→ **TASK BRIEF**
For the data below, give again exactly the lines from the one containing "for rank in" through the one containing "rights & flag != 0)", both ends included, and no others.

Saved data entries:
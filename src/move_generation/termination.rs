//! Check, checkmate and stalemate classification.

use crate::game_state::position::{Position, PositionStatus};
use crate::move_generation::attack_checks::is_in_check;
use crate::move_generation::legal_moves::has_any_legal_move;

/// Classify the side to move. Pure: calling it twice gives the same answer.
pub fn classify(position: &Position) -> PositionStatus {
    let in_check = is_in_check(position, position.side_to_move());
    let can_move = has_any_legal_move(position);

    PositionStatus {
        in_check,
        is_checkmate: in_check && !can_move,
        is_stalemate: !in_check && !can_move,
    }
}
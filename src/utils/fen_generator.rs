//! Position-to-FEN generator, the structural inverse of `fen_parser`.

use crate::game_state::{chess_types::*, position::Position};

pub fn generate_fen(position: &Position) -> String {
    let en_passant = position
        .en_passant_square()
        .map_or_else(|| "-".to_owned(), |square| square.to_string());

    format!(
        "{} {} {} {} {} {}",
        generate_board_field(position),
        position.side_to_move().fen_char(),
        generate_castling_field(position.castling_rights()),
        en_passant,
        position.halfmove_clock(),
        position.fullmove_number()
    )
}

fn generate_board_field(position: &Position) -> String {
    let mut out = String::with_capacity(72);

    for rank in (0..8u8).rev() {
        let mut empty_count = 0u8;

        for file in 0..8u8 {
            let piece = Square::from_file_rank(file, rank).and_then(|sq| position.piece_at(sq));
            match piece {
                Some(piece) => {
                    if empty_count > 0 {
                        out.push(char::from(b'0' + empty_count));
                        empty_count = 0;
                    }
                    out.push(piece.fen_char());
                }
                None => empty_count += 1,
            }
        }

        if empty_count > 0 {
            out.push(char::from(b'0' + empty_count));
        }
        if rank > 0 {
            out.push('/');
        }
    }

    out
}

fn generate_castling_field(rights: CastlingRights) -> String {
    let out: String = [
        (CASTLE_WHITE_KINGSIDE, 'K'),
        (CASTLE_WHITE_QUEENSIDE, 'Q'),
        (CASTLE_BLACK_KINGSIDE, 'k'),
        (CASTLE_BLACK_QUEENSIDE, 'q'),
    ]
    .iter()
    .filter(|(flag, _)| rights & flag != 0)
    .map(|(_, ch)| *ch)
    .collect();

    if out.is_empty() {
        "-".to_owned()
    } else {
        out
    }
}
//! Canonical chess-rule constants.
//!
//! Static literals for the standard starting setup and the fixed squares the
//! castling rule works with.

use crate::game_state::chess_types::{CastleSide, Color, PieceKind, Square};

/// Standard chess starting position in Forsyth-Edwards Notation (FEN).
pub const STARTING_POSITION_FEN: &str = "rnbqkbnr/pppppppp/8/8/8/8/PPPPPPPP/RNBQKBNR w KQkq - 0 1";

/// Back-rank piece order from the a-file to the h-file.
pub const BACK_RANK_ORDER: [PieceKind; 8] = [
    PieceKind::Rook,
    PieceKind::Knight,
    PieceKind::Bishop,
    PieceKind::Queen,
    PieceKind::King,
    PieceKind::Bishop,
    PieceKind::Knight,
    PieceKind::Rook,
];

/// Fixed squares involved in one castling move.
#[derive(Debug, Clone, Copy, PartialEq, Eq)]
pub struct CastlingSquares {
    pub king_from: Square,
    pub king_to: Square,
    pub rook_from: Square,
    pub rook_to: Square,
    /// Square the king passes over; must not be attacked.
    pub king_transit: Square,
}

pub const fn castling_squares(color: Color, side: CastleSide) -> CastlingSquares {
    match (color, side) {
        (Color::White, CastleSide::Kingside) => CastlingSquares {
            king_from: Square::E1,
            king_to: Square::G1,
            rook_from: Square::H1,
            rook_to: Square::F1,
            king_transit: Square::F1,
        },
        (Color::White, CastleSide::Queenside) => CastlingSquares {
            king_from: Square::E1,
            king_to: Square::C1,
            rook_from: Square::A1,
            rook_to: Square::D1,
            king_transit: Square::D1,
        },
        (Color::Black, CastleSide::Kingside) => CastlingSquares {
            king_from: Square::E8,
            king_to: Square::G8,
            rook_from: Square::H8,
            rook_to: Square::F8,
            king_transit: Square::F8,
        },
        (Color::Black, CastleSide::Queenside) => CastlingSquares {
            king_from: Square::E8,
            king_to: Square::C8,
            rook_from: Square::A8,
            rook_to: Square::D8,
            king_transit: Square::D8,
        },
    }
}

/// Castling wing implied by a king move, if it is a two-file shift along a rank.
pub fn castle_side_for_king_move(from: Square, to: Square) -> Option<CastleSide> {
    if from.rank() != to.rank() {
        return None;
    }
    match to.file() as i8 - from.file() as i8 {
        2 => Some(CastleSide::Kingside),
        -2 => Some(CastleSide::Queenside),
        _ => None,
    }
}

→ **PROBLEM SOLUTION**
    for rank in (0..8u8).rev() {
        let mut empty_count = 0u8;

        for file in 0..8u8 {
            let piece = Square::from_file_rank(file, rank).and_then(|sq| position.piece_at(sq));
            match piece {
                Some(piece) => {
                    if empty_count > 0 {
                        out.push(char::from(b'0' + empty_count));
                        empty_count = 0;
                    }
                    out.push(piece.fen_char());
                }
                None => empty_count += 1,
            }
        }

        if empty_count > 0 {
            out.push(char::from(b'0' + empty_count));
        }
        if rank > 0 {
            out.push('/');
        }
    }

    out
}

fn generate_castling_field(rights: CastlingRights) -> String {
    let out: String = [
        (CASTLE_WHITE_KINGSIDE, 'K'),
        (CASTLE_WHITE_QUEENSIDE, 'Q'),
        (CASTLE_BLACK_KINGSIDE, 'k'),
        (CASTLE_BLACK_QUEENSIDE, 'q'),
    ]
    .iter()
    .filter(|(flag, _)| rights & flag != 0)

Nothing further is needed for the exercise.